Neuroblastoma cells were 10-fold more sensitive than
glioma cells to DNB-induced decreases in mitochondrial reducing potential, measured by reduction of the tetrazolium compound, 3-[4, 5-dimethylthiazol-2-yl]-2,5-diphenyltetrazolium
bromide (MTT). The IC(50) values for DNB-related inhibition of MTT reduction were 107+/-25 microM in SY5Y cells and 1047+/-101 microM in C6 cells. Levels of
reactive oxygen species (ROS) were increased in both SY5Y and C6 cells following DNB exposure by 4.6- and 6.0-fold above control, respectively. DNB caused abrupt depolarization of mitochondria in both
neuroblastoma and
glioma cells that was inhibited by
trifluoperazine. The first order rate constants for mitochondrial depolarization were: C6, k=0.31+/-0.02 min(-1); SY5Y, k=0.14+/-0.01 min(-1). Onset of MPT occurred at 10-fold lower concentration of DNB in SY5Y cells than in C6 cells.

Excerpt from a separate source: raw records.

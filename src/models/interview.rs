// SPDX-License-Identifier: MIT

//! Interview session model and ownership checks.

use crate::error::AppError;
use chrono::{DateTime, Utc};
use serde::{Deserialize, Serialize};
use uuid::Uuid;

/// Interview scenario categories.
#[derive(Debug, Clone, Copy, PartialEq, Eq, Serialize, Deserialize)]
pub enum Scenario {
    #[serde(rename = "Job Interview")]
    JobInterview,
    #[serde(rename = "Coding Interview")]
    CodingInterview,
    #[serde(rename = "Technical Interview")]
    TechnicalInterview,
    #[serde(rename = "Behavioral Interview")]
    BehavioralInterview,
    Other,
}

/// Session lifecycle status.
#[derive(Debug, Clone, Copy, PartialEq, Eq, Default, Serialize, Deserialize)]
pub enum Status {
    #[default]
    Scheduled,
    Completed,
    Cancelled,
}

/// Post-interview performance rating.
#[derive(Debug, Clone, Copy, PartialEq, Eq, Serialize, Deserialize)]
#[serde(rename_all = "SCREAMING_SNAKE_CASE")]
pub enum Rating {
    Excellent,
    Good,
    Average,
    Poor,
    Worst,
}

/// Optional performance review attached after the interview.
#[derive(Debug, Clone, Serialize, Deserialize)]
pub struct Performance {
    pub rating: Rating,
    #[serde(default)]
    pub feedback: String,
}

/// Interview session document (document ID is the `id` field).
///
/// Every session has exactly one owner; only the owner may read, update, or
/// delete it.
#[derive(Debug, Clone, Serialize, Deserialize)]
#[serde(rename_all = "camelCase")]
pub struct Interview {
    pub id: Uuid,
    /// Owning user's ID
    pub user_id: Uuid,
    pub scenario: Scenario,
    pub meeting_link: String,
    pub position: String,
    pub company: String,
    #[serde(default = "default_language")]
    pub language: String,
    #[serde(default)]
    pub status: Status,
    #[serde(default, skip_serializing_if = "Option::is_none")]
    pub performance: Option<Performance>,
    pub scheduled_time: DateTime<Utc>,
    pub created_at: DateTime<Utc>,
}

pub fn default_language() -> String {
    "English".to_string()
}

impl Interview {
    /// Ownership guard: allow iff the caller created this session.
    ///
    /// `action` names the attempted operation for the denial message
    /// ("access", "update", "delete"). Denial maps to 403.
    pub fn ensure_owned_by(&self, user_id: Uuid, action: &str) -> Result<(), AppError> {
        if self.user_id == user_id {
            Ok(())
        } else {
            Err(AppError::Forbidden(format!(
                "Not authorized to {} this interview",
                action
            )))
        }
    }
}

#[cfg(test)]
mod tests {
    use super::*;

    fn test_interview(user_id: Uuid) -> Interview {
        Interview {
            id: Uuid::new_v4(),
            user_id,
            scenario: Scenario::CodingInterview,
            meeting_link: "https://meet.example.com/abc".to_string(),
            position: "Backend Engineer".to_string(),
            company: "Acme".to_string(),
            language: default_language(),
            status: Status::default(),
            performance: None,
            scheduled_time: Utc::now(),
            created_at: Utc::now(),
        }
    }

    #[test]
    fn test_owner_is_allowed() {
        let owner = Uuid::new_v4();
        let interview = test_interview(owner);

        assert!(interview.ensure_owned_by(owner, "access").is_ok());
        assert!(interview.ensure_owned_by(owner, "update").is_ok());
        assert!(interview.ensure_owned_by(owner, "delete").is_ok());
    }

    #[test]
    fn test_non_owner_is_forbidden() {
        let interview = test_interview(Uuid::new_v4());
        let stranger = Uuid::new_v4();

        let err = interview.ensure_owned_by(stranger, "delete").unwrap_err();
        assert!(matches!(err, AppError::Forbidden(msg)
            if msg == "Not authorized to delete this interview"));
    }

    #[test]
    fn test_scenario_wire_names() {
        let json = serde_json::to_value(Scenario::JobInterview).unwrap();
        assert_eq!(json, "Job Interview");

        let parsed: Scenario = serde_json::from_value("Coding Interview".into()).unwrap();
        assert_eq!(parsed, Scenario::CodingInterview);

        assert!(serde_json::from_value::<Scenario>("Pair Programming".into()).is_err());
    }

    #[test]
    fn test_status_defaults_to_scheduled() {
        assert_eq!(Status::default(), Status::Scheduled);
    }
}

The
antioxidants,
deferoxamine and
alpha-tocopherol, effectively prevented DNB-induced MPT in C6 and SY5Y cells, suggesting involvement of ROS in the initiation of MPT. Exposure to DNB resulted in decreased cellular
ATP content in SY5Y cells and efflux of mitochondrial
calcium in both SY5Y and C6 cells, concurrent with onset of MPT. The expression of Bcl-2, Bcl-X(L), and Bax was evaluated in both cell types by Western blot analysis. C6
glioma cells strongly expressed Bcl-X(L) and only weakly expressed Bcl-2 and Bax, whereas SY5Y
neuroblastoma cells expressed lower levels of Bcl-X(L) and higher levels of both Bcl-2 and Bax. Collectively, these results suggest that higher constitutive expression of Bcl-X(L), rather than Bcl-2, correlates with resistance to DNB-induced MPT in SY5Y and C6 cells and that differential regulation of the permeability transition pore may underlie the cell-specific neurotoxicity of DNB.